The Register understands from people familiar with the programming cockup that Google engineers are working on a fix for the issue.
According to posts to the Android reddit community, people have been able to get around the bug by turning off the "cellular data always active" setting under the developer option menu in Oreo's network settings menu.
Still, peeps within the community are not pleased with the bug.
"This may be an unpopular opinion but I really wish Google would look over these updates more thoroughly. This is a huge issue, not sure how they missed this before releasing Oreo," wrote one Redditor. "It's like teachers telling you to proof read something before submitting it. Now a whole bunch of people have probably used up all their data and some more which comes with extra fees."
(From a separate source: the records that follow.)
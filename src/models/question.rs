use serde::{Deserialize, Serialize};

/// 问答中的一道是非题
///
/// 题目列表在会话开始时一次性加载，顺序固定
#[derive(Debug, Clone, PartialEq, Eq, Serialize, Deserialize)]
pub struct Question {
    /// 题目标识，同时也是答案集合中的键
    pub key: String,
    /// 题干
    pub text: String,
    /// 服务端给出的权重（仅展示用）
    #[serde(default, skip_serializing_if = "Option::is_none")]
    pub weight: Option<u32>,
}

impl Question {
    pub fn new(key: impl Into<String>, text: impl Into<String>) -> Self {
        Self {
            key: key.into(),
            text: text.into(),
            weight: None,
        }
    }
}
"That might explain why I have 6gb of data usage 2/3 of the way through my cycle," wrote another. "That's pretty bad on Google's part. They're directly ruining people's bills."
Word of the bug comes just over the two week mark of Oreo's general availability. Google released the new Android flavor to its Pixel and Nexus hardware lines, other device makers are set to push the upgrade out to their devices over the remainder of the year.
Among the new features Google touts for Android are improved power consumption and better management of Wi-Fi devices, two things that are more or less thwarted by a bug that makes handsets default to LTE data.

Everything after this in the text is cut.